THE REGULATIONS RELATING TO ARTIFICIAL FERTILIZATION OF PERSONS & LAW ON POSTHUMOUS REPRODUCTION
The Regulations are silent on posthumous reproduction. It is clear that nothing contained therein specifically prohibits a fertility specialist from using gametes that were retrieved from the body of a living person upon their subsequent death on the proviso that the said retrieval and storage of gametes took place in accordance with the provisions of the said Regulations. No provision is provided in the Regulations for retrieval of gametes from the body of a dead person for reproductive purposes.
THE SOUTH AFRICAN CONSTITUTION
Section 10 of the Constitution provides that
“Everyone has inherent dignity and the right to have their dignity respected and protected”.
Section 12 of the Constitution provides :
“Everyone has the right to bodily and psychological integrity, which includes theright-(a) to make decisions concerning reproduction; …”
Section 28(1) provides that:
“Every child has the right (a). to a name and a nationality from birth; (b) to family care or parental care, or to appropriate alternative care when removed from the family environment…”

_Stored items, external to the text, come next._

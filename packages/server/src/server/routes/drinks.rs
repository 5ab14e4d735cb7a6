use axum::extract::rejection::JsonRejection;
use axum::extract::{Extension, Path};
use axum::Json;
use serde::Serialize;
use tracing::warn;

use crate::common::ApiError;
use crate::domains::drinks::{Drink, DrinkChanges, DrinkLong, DrinkShort, NewDrink};
use crate::server::app::AppState;

/// Collection envelope returned by the listing and mutation routes
///
/// Create and update intentionally return the entire collection rather than
/// the affected record; clients use the response to refresh their menu in a
/// single round trip.
#[derive(Serialize)]
pub struct DrinksResponse<T> {
    pub success: bool,
    pub drinks: Vec<T>,
}

#[derive(Serialize)]
pub struct DeleteResponse {
    pub success: bool,
    pub delete: i64,
}

/// GET /drinks - short representation
pub async fn get_drinks(
    Extension(state): Extension<AppState>,
) -> Result<Json<DrinksResponse<DrinkShort>>, ApiError> {
    let drinks = state.store.list().await?;
    if drinks.is_empty() {
        return Err(ApiError::NotFound);
    }

    Ok(Json(DrinksResponse {
        success: true,
        drinks: drinks.iter().map(Drink::short).collect(),
    }))
}

/// GET /drinks-detail - long representation
pub async fn get_drinks_detail(
    Extension(state): Extension<AppState>,
) -> Result<Json<DrinksResponse<DrinkLong>>, ApiError> {
    let drinks = state.store.list().await?;
    if drinks.is_empty() {
        return Err(ApiError::NotFound);
    }

    Ok(Json(DrinksResponse {
        success: true,
        drinks: drinks.iter().map(Drink::long).collect(),
    }))
}

/// POST /drinks - create a drink, then return the whole collection
///
/// A body that does not parse into title + recipe is unprocessable, as is
/// any store failure (duplicate title, constraint violation); either way
/// the transaction leaves the store unchanged.
pub async fn create_drink(
    Extension(state): Extension<AppState>,
    body: Result<Json<NewDrink>, JsonRejection>,
) -> Result<Json<DrinksResponse<DrinkLong>>, ApiError> {
    let Json(new_drink) = body.map_err(|_| ApiError::Unprocessable)?;

    state.store.insert(new_drink).await.map_err(|err| {
        warn!(error = %err, "drink insert failed");
        ApiError::Unprocessable
    })?;

    let drinks = state.store.list().await.map_err(|err| {
        warn!(error = %err, "drink listing failed after insert");
        ApiError::Unprocessable
    })?;

    Ok(Json(DrinksResponse {
        success: true,
        drinks: drinks.iter().map(Drink::long).collect(),
    }))
}

/// PATCH /drinks/{id} - partial update, then return the whole collection
pub async fn update_drink(
    Extension(state): Extension<AppState>,
    Path(drink_id): Path<i64>,
    body: Result<Json<DrinkChanges>, JsonRejection>,
) -> Result<Json<DrinksResponse<DrinkLong>>, ApiError> {
    let Json(changes) = body.map_err(|_| ApiError::Unprocessable)?;

    // Existence is checked explicitly before the mutation.
    if state.store.find(drink_id).await?.is_none() {
        return Err(ApiError::NotFound);
    }

    state
        .store
        .update(drink_id, changes)
        .await?
        .ok_or(ApiError::NotFound)?;

    let drinks = state.store.list().await?;
    Ok(Json(DrinksResponse {
        success: true,
        drinks: drinks.iter().map(Drink::long).collect(),
    }))
}

/// DELETE /drinks/{id}
pub async fn delete_drink(
    Extension(state): Extension<AppState>,
    Path(drink_id): Path<i64>,
) -> Result<Json<DeleteResponse>, ApiError> {
    let existing = state.store.find(drink_id).await.map_err(|err| {
        warn!(error = %err, drink_id, "drink lookup failed");
        ApiError::Unprocessable
    })?;
    if existing.is_none() {
        return Err(ApiError::NotFound);
    }

    state.store.delete(drink_id).await.map_err(|err| {
        warn!(error = %err, drink_id, "drink delete failed");
        ApiError::Unprocessable
    })?;

    Ok(Json(DeleteResponse {
        success: true,
        delete: drink_id,
    }))
}
use thiserror::Error;

/// Authentication and authorization failures
///
/// Every variant surfaces as a 401, but the kinds stay distinct so a
/// structural failure (bad header, bad token) can be told apart from a pure
/// permission failure. Display text is what clients see in the error body.
#[derive(Error, Debug)]
pub enum AuthError {
    #[error("authorization header is expected")]
    MissingHeader,

    #[error("authorization header must be a bearer token")]
    MalformedHeader,

    #[error("unable to parse authentication token")]
    MalformedToken,

    #[error("unable to find a signing key for kid {0}")]
    UnknownKey(String),

    #[error("token signature verification failed")]
    InvalidSignature,

    #[error("invalid claims: {0}")]
    InvalidClaims(String),

    #[error("signing key set is unavailable: {0}")]
    KeySetUnavailable(String),

    #[error("permissions not included in token")]
    PermissionsNotFound,

    #[error("permission denied: {0}")]
    PermissionDenied(String),
}
// Common test utilities

use std::sync::Arc;

use axum::body::Body;
use axum::http::{header, Method, Request, StatusCode};
use axum::Router;
use serde_json::Value;
use tower::ServiceExt;

use server_core::domains::auth::TokenVerifier;
use server_core::domains::drinks::Ingredient;
use server_core::kernel::test_dependencies::{
    mint_token, MockDrinkStore, StaticKeySource, TEST_KID, TEST_PRIVATE_KEY_PEM,
    TEST_PUBLIC_KEY_PEM,
};
use server_core::server::{build_app, AppState};

pub const TEST_ISSUER: &str = "https://coffee.test/";
pub const TEST_AUDIENCE: &str = "drinks";

/// Build an app wired to the given mock store
pub fn test_app(store: Arc<MockDrinkStore>) -> Router {
    let key_source = Arc::new(StaticKeySource::new(TEST_KID, TEST_PUBLIC_KEY_PEM));
    let verifier = Arc::new(TokenVerifier::new(TEST_ISSUER, TEST_AUDIENCE, key_source));
    build_app(AppState { store, verifier })
}

/// Mint a valid token carrying the given permissions
pub fn token_with(permissions: &[&str]) -> String {
    mint_token(
        TEST_KID,
        TEST_PRIVATE_KEY_PEM,
        TEST_ISSUER,
        TEST_AUDIENCE,
        Some(permissions.to_vec()),
        3600,
    )
}

/// Mint a valid token that has no permissions claim at all
pub fn token_without_permissions() -> String {
    mint_token(
        TEST_KID,
        TEST_PRIVATE_KEY_PEM,
        TEST_ISSUER,
        TEST_AUDIENCE,
        None,
        3600,
    )
}

pub fn water_recipe() -> Vec<Ingredient> {
    vec![Ingredient {
        name: "Water".to_string(),
        color: "blue".to_string(),
        parts: 1,
    }]
}

/// Issue a request with a bearer token and return (status, parsed JSON body)
pub async fn send(
    app: Router,
    method: Method,
    uri: &str,
    token: Option<&str>,
    body: Option<Value>,
) -> (StatusCode, Value) {
    let auth = token.map(|token| format!("Bearer {token}"));
    send_with_auth(app, method, uri, auth.as_deref(), body).await
}

/// Issue a request with a raw Authorization header value
pub async fn send_with_auth(
    app: Router,
    method: Method,
    uri: &str,
    auth_header: Option<&str>,
    body: Option<Value>,
) -> (StatusCode, Value) {
    let mut builder = Request::builder().method(method).uri(uri);
    if let Some(value) = auth_header {
        builder = builder.header(header::AUTHORIZATION, value);
    }
    let request = match body {
        Some(json) => builder
            .header(header::CONTENT_TYPE, "application/json")
            .body(Body::from(json.to_string()))
            .unwrap(),
        None => builder.body(Body::empty()).unwrap(),
    };

    let response = app.oneshot(request).await.unwrap();
    let status = response.status();
    let bytes = axum::body::to_bytes(response.into_body(), usize::MAX)
        .await
        .unwrap();
    let json = if bytes.is_empty() {
        Value::Null
    } else {
        serde_json::from_slice(&bytes).unwrap()
    };
    (status, json)
}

Section 28(2) states that a child’s best interests are of paramount importance in every matter concerning the child.
THE SOUTH AFRICAN CONSTITUTION & LAW ON POSTHUMOUS REPRODUCTION
There is sufficient case law and legislation to show that the dignity rights of an individual person extend beyond their life into their death. This does not however equate to the situation where a deceased person could as a result be deemed to be the holder of positive rights, but it should rather be interpreted that respect and dignity are afforded to their person and to their wishes. Nowhere is this more clear than in the area of Wills and Succession where the deceased’s wishes as to how his estate should devolve are given due recognition and effect, on the proviso that their wishes do not contradict public policy. Reproductive rights exercised during the lifetime of a person and in compliance with the provisions of applicable Law and Regulation would be upheld, in the absence of any other overriding consideration of violation of a child’s best interests or in the face of violation of public policy and the boni mores of society.